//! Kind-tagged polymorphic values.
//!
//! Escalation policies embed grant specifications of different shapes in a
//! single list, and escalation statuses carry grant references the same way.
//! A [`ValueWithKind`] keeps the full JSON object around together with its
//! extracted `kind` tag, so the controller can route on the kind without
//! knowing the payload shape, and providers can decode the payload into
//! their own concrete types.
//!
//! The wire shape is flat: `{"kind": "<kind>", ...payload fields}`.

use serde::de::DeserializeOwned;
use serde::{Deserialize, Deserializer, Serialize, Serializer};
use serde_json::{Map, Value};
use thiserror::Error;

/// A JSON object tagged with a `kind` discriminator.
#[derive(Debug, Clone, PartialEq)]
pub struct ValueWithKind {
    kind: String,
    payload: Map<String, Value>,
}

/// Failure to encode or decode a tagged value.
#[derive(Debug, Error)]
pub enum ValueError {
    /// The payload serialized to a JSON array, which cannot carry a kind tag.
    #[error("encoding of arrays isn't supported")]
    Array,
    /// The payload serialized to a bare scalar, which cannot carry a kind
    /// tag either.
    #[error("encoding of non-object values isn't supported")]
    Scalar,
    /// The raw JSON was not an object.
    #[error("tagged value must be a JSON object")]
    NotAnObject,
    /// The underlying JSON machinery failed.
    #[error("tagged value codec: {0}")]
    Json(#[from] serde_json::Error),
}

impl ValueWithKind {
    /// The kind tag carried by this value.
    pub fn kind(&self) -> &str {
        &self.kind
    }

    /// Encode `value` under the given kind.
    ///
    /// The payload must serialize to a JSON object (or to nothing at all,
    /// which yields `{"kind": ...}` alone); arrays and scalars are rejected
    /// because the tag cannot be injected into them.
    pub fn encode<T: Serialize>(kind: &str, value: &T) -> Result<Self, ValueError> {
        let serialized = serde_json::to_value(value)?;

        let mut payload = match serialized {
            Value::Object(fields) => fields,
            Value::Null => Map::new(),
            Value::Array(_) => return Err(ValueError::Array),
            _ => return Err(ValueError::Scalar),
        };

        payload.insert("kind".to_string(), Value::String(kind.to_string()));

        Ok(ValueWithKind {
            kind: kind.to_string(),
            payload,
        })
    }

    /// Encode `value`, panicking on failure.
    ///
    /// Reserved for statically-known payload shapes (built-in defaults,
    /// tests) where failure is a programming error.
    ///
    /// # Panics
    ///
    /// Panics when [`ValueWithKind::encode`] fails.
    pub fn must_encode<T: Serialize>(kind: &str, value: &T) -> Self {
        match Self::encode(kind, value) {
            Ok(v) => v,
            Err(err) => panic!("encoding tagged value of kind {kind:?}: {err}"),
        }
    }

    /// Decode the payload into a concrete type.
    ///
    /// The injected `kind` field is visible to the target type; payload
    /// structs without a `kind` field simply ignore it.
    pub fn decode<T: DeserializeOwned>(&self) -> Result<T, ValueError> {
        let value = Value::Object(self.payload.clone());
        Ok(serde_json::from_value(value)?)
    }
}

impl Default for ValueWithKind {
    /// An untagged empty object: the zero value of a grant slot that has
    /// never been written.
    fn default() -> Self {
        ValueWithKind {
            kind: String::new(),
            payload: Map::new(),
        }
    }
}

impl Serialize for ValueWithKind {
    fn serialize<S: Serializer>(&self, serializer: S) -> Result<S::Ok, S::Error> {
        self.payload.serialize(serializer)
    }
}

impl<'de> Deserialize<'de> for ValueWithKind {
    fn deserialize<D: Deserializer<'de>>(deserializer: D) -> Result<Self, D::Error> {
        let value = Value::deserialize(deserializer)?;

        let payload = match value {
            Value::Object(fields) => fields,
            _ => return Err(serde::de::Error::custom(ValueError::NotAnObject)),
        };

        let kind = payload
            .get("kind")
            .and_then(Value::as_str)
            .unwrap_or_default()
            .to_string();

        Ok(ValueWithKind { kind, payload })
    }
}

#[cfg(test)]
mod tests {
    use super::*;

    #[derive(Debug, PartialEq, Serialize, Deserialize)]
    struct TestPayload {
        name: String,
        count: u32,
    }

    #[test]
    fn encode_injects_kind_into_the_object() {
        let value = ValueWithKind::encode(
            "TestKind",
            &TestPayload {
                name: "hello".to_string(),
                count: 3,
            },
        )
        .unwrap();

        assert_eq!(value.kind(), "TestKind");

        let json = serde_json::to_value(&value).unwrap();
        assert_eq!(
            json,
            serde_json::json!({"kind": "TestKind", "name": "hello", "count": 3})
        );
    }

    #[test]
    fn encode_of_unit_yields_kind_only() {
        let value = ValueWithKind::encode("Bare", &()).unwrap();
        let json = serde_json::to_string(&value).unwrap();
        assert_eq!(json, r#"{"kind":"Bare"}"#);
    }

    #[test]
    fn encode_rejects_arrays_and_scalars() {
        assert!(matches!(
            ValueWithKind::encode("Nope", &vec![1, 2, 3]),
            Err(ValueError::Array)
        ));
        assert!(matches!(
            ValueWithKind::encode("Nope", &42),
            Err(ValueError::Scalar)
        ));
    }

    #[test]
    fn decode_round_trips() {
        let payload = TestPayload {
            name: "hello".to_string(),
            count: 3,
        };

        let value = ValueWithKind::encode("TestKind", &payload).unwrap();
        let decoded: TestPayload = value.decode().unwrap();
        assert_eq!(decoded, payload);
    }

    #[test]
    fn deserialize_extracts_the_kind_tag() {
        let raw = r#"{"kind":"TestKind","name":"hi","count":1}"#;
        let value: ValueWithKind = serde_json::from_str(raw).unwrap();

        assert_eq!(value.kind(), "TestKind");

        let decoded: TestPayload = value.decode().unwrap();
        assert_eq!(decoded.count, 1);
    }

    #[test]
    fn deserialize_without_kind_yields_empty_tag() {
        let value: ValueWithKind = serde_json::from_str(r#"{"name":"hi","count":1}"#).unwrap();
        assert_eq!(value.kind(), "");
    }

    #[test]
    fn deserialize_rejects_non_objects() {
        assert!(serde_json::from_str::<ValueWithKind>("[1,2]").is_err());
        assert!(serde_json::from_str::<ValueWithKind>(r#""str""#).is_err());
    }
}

+--

Exercise brief: Restate the data verbatim through the "JSON object tagged" line.

Answer to this problem:
//! Kind-tagged polymorphic values.
//!
//! Escalation policies embed grant specifications of different shapes in a
//! single list, and escalation statuses carry grant references the same way.
//! A [`ValueWithKind`] keeps the full JSON object around together with its
//! extracted `kind` tag, so the controller can route on the kind without
//! knowing the payload shape, and providers can decode the payload into
//! their own concrete types.
//!
//! The wire shape is flat: `{"kind": "<kind>", ...payload fields}`.

use serde::de::DeserializeOwned;
use serde::{Deserialize, Deserializer, Serialize, Serializer};
use serde_json::{Map, Value};
use thiserror::Error;

/// A JSON object tagged with a `kind` discriminator.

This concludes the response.